> **Task to complete**
Every entry that follows is to be duplicated exactly.

[Collected data entries]
________________________________________

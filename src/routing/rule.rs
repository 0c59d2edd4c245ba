use std::fmt::{self, Display};

/// Handler bound to a routed topic
#[derive(Debug, Clone, Copy, PartialEq, Eq, Hash)]
pub enum HandlerRef {
    RoomReading,
    BatteryLevel,
    RfTransmission,
    ProbeSighting,
    /// `<control-root>/socket/<id>` family
    SocketCommand,
    ComputerControl,
    ComputerStatus,
    /// Fallback: raw persistence and a "no route" log line
    Unrouted,
    /// Reserved channel: dropped without persistence
    Discard,
}

impl Display for HandlerRef {
    fn fmt(&self, f: &mut fmt::Formatter<'_>) -> fmt::Result {
        match self {
            HandlerRef::RoomReading => write!(f, "RoomReading"),
            HandlerRef::BatteryLevel => write!(f, "BatteryLevel"),
            HandlerRef::RfTransmission => write!(f, "RfTransmission"),
            HandlerRef::ProbeSighting => write!(f, "ProbeSighting"),
            HandlerRef::SocketCommand => write!(f, "SocketCommand"),
            HandlerRef::ComputerControl => write!(f, "ComputerControl"),
            HandlerRef::ComputerStatus => write!(f, "ComputerStatus"),
            HandlerRef::Unrouted => write!(f, "Unrouted"),
            HandlerRef::Discard => write!(f, "Discard"),
        }
    }
}

#[derive(Debug, Clone, PartialEq, Eq)]
pub enum TopicMatch {
    Exact(String),
    Prefix(String),
}

impl TopicMatch {
    pub fn matches(&self, topic: &str) -> bool {
        match self {
            TopicMatch::Exact(exact) => topic == exact,
            TopicMatch::Prefix(prefix) => topic.starts_with(prefix.as_str()),
        }
    }

    pub fn pattern(&self) -> &str {
        match self {
            TopicMatch::Exact(pattern) | TopicMatch::Prefix(pattern) => pattern,
        }
    }
}

/// One entry of the static routing table
#[derive(Debug, Clone, PartialEq, Eq)]
pub struct RoutingRule {
    pub matcher: TopicMatch,
    pub handler: HandlerRef,
}

impl RoutingRule {
    pub fn exact(topic: impl Into<String>, handler: HandlerRef) -> Self {
        Self {
            matcher: TopicMatch::Exact(topic.into()),
            handler,
        }
    }

    pub fn prefix(prefix: impl Into<String>, handler: HandlerRef) -> Self {
        Self {
            matcher: TopicMatch::Prefix(prefix.into()),
            handler,
        }
    }
}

________________________________________

> **Expected answer**
filename src/routing/rule.rs
repository 0c59d2edd4c245ba
use std::fmt::{self, Display};

/// Handler bound to a routed topic
#[derive(Debug, Clone, Copy, PartialEq, Eq, Hash)]
pub enum HandlerRef {
    RoomReading,
    BatteryLevel,
    RfTransmission,
    ProbeSighting,
    /// `<control-root>/socket/<id>` family
    SocketCommand,
    ComputerControl,
    ComputerStatus,
    /// Fallback: raw persistence and a "no route" log line
    Unrouted,
    /// Reserved channel: dropped without persistence
    Discard,
}

impl Display for HandlerRef {
    fn fmt(&self, f: &mut fmt::Formatter<'_>) -> fmt::Result {
        match self {
            HandlerRef::RoomReading => write!(f, "RoomReading"),
            HandlerRef::BatteryLevel => write!(f, "BatteryLevel"),
            HandlerRef::RfTransmission => write!(f, "RfTransmission"),
            HandlerRef::ProbeSighting => write!(f, "ProbeSighting"),
            HandlerRef::SocketCommand => write!(f, "SocketCommand"),
            HandlerRef::ComputerControl => write!(f, "ComputerControl"),
            HandlerRef::ComputerStatus => write!(f, "ComputerStatus"),
            HandlerRef::Unrouted => write!(f, "Unrouted"),
            HandlerRef::Discard => write!(f, "Discard"),
        }
    }
}

#[derive(Debug, Clone, PartialEq, Eq)]
pub enum TopicMatch {
    Exact(String),
    Prefix(String),
}

impl TopicMatch {
    pub fn matches(&self, topic: &str) -> bool {
        match self {
            TopicMatch::Exact(exact) => topic == exact,
            TopicMatch::Prefix(prefix) => topic.starts_with(prefix.as_str()),
        }
    }

    pub fn pattern(&self) -> &str {
        match self {
            TopicMatch::Exact(pattern) | TopicMatch::Prefix(pattern) => pattern,
        }
    }
}

/// One entry of the static routing table
#[derive(Debug, Clone, PartialEq, Eq)]
pub struct RoutingRule {
    pub matcher: TopicMatch,
    pub handler: HandlerRef,
}

impl RoutingRule {
    pub fn exact(topic: impl Into<String>, handler: HandlerRef) -> Self {
        Self {
            matcher: TopicMatch::Exact(topic.into()),
            handler,
        }
    }

    pub fn prefix(prefix: impl Into<String>, handler: HandlerRef) -> Self {
        Self {
            matcher: TopicMatch::Prefix(prefix.into()),
            handler,
        }
    }
}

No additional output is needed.